European employees of lesser trading companies envy Hayes’ 100 pound yearly salary. “But Americans get better pay than Europeans.”

On his last day before heading up country, Hayes takes a moment to record his impressions of the missionary work underway at Lagos. “I find most of the missionary work hereabout is financed by the trading companies, for it is the policy of these merchants to keep in the good graces of the dispensers of salvation.” He surmises two reasons for this: “For one thing, the traders want to keep the missionaries silent on the liquor question.” And somewhat more laudably, “most of the societies doing missionary work in West Africa have industrial work, also educate many of their converts, teaching them to read and write and enabling them to become clerks on the beaches where the trade is carried on.” The companies then hire many of the mission-trained clerks whose language skills are invaluable to trade. “As the black can always speak his native tongue and perhaps several other dialects common to West Africa, he can deal with his fellow countrymen more successfully than can a newly arrived white man.”

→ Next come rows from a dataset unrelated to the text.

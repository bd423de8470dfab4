//! Console configuration and cartridge header region detection

use serde::{Deserialize, Serialize};

/// Offset of the region string in the cartridge header.
pub const HEADER_REGION_OFFSET: usize = 0x1F0;

/// Video timing standard.
#[derive(Debug, Clone, Copy, PartialEq, Eq, Serialize, Deserialize)]
#[serde(rename_all = "lowercase")]
pub enum VideoStandard {
    Ntsc,
    Pal,
}

impl VideoStandard {
    pub fn lines_per_frame(self) -> u16 {
        match self {
            VideoStandard::Ntsc => 262,
            VideoStandard::Pal => 313,
        }
    }

    pub fn is_pal(self) -> bool {
        self == VideoStandard::Pal
    }
}

/// Console region reported through the version register.
#[derive(Debug, Clone, Copy, PartialEq, Eq, Serialize, Deserialize)]
#[serde(rename_all = "lowercase")]
pub enum ConsoleRegion {
    Japan,
    Americas,
    Europe,
}

impl ConsoleRegion {
    pub fn overseas(self) -> bool {
        self != ConsoleRegion::Japan
    }

    /// Timing a console of this region would normally use.
    pub fn default_standard(self) -> VideoStandard {
        match self {
            ConsoleRegion::Europe => VideoStandard::Pal,
            _ => VideoStandard::Ntsc,
        }
    }
}

/// User overrides. `None` fields are resolved from the cartridge header.
#[derive(Debug, Clone, Default, PartialEq, Eq, Serialize, Deserialize)]
#[serde(default)]
pub struct GenesisConfig {
    pub video_standard: Option<VideoStandard>,
    pub console_region: Option<ConsoleRegion>,
}

impl GenesisConfig {
    pub fn from_json(text: &str) -> Result<Self, serde_json::Error> {
        serde_json::from_str(text)
    }

    /// Resolve region and timing for a cartridge image.
    pub fn resolve(&self, rom: &[u8]) -> (ConsoleRegion, VideoStandard) {
        let region = self.console_region.unwrap_or_else(|| detect_region(rom));
        let standard = self
            .video_standard
            .unwrap_or_else(|| region.default_standard());
        (region, standard)
    }
}

/// Region from the first character of the header region string.
///
/// `J`/`1` mean Japan, `E`/`A` Europe, everything else (including a
/// missing header) the Americas.
pub fn detect_region(rom: &[u8]) -> ConsoleRegion {
    match rom.get(HEADER_REGION_OFFSET) {
        Some(b'J') | Some(b'1') => ConsoleRegion::Japan,
        Some(b'E') | Some(b'A') => ConsoleRegion::Europe,
        _ => ConsoleRegion::Americas,
    }
}

/// Version register value: bit 7 overseas, bit 6 PAL, bit 5 no expansion unit.
pub fn version_register(region: ConsoleRegion, standard: VideoStandard) -> u8 {
    let mut version = 0x20;
    if region.overseas() {
        version |= 0x80;
    }
    if standard.is_pal() {
        version |= 0x40;
    }
    version
}

#[cfg(test)]
mod tests {
    use super::*;

    fn rom_with_region(code: u8) -> Vec<u8> {
        let mut rom = vec![0u8; 0x200];
        rom[HEADER_REGION_OFFSET] = code;
        rom
    }

    #[test]
    fn test_detect_region() {
        assert_eq!(detect_region(&rom_with_region(b'J')), ConsoleRegion::Japan);
        assert_eq!(detect_region(&rom_with_region(b'1')), ConsoleRegion::Japan);
        assert_eq!(detect_region(&rom_with_region(b'E')), ConsoleRegion::Europe);
        assert_eq!(detect_region(&rom_with_region(b'A')), ConsoleRegion::Europe);
        assert_eq!(detect_region(&rom_with_region(b'U')), ConsoleRegion::Americas);
        assert_eq!(detect_region(&[]), ConsoleRegion::Americas);
    }

    #[test]
    fn test_resolve_prefers_overrides() {
        let rom = rom_with_region(b'E');
        assert_eq!(
            GenesisConfig::default().resolve(&rom),
            (ConsoleRegion::Europe, VideoStandard::Pal)
        );

        let config = GenesisConfig {
            video_standard: Some(VideoStandard::Ntsc),
            console_region: None,
        };
        assert_eq!(config.resolve(&rom), (ConsoleRegion::Europe, VideoStandard::Ntsc));
    }

    #[test]
    fn test_version_register() {
        assert_eq!(version_register(ConsoleRegion::Americas, VideoStandard::Ntsc), 0xA0);
        assert_eq!(version_register(ConsoleRegion::Europe, VideoStandard::Pal), 0xE0);
        assert_eq!(version_register(ConsoleRegion::Japan, VideoStandard::Ntsc), 0x20);
    }

    #[test]
    fn test_config_from_json() {
        let config = GenesisConfig::from_json(r#"{"video_standard":"pal"}"#).expect("parse");
        assert_eq!(config.video_standard, Some(VideoStandard::Pal));
        assert_eq!(config.console_region, None);

        assert!(GenesisConfig::from_json(r#"{"video_standard":"secam"}"#).is_err());
    }
}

But Hayes is to be a timber man not a trader. And he’s already made it clear: no booze, either in trade or as a customer. “It makes me appear a queer one among these coasters, but I should care. I have never handled the stuff and never will.”

Last time Hayes visited his family in Hico, Texas, his parochial “old gang” wouldn’t believe his tales of flying fish – now traipsing around the mangrove swamp he’s come upon thousands of walking fish!

Walking Fish, Mangrove Swamp

“Not more than six or eight inches in length, they run about freely on the mud among the mangroves, using their four under-fins as legs easily. Their eyes are large compared to the size of the fish, and they can turn their heads and stare one in the face.” Hayes is certain the walking fish are evolving to live on land.

January 10,1907

Except for two Englishmen, and now Hayes, a lone American, the hundreds of Europeans working for Miller’s along the African coast are all Scots. “The Englishmen are razzed unmercifully.” On the night of Hayes’ departure to the logging site up country, the Scots held a big party with haggis, oatmeal, Old Scotch whiskies, and, when the party mellowed, maudlin patriotic songs with barbs tossed at the two Englishmen. When pressed by the Scots to name some Scottish hero or battle known in the US, Hayes could only dredge up Flodden and Culloden (both disastrous losses for the Scots to the British). “The Caledonians glared while the two Englishmen went into spasms of mirth, and I innocently remarked that I thought these were Scotch battles too.”

34.2 An Endless Maze of Winding Channels

January 10,1907

The straight-line distance from Lagos to Siluko measures about 120 miles, but Hayes says he’ll travel 250 miles by launch through “such an endless maze of these broad, winding channels I wonder how the black pilot ever finds his way.” At long intervals the launch pulls onto “some bit of firm land,” and the crew unloads cases of booze for the locals.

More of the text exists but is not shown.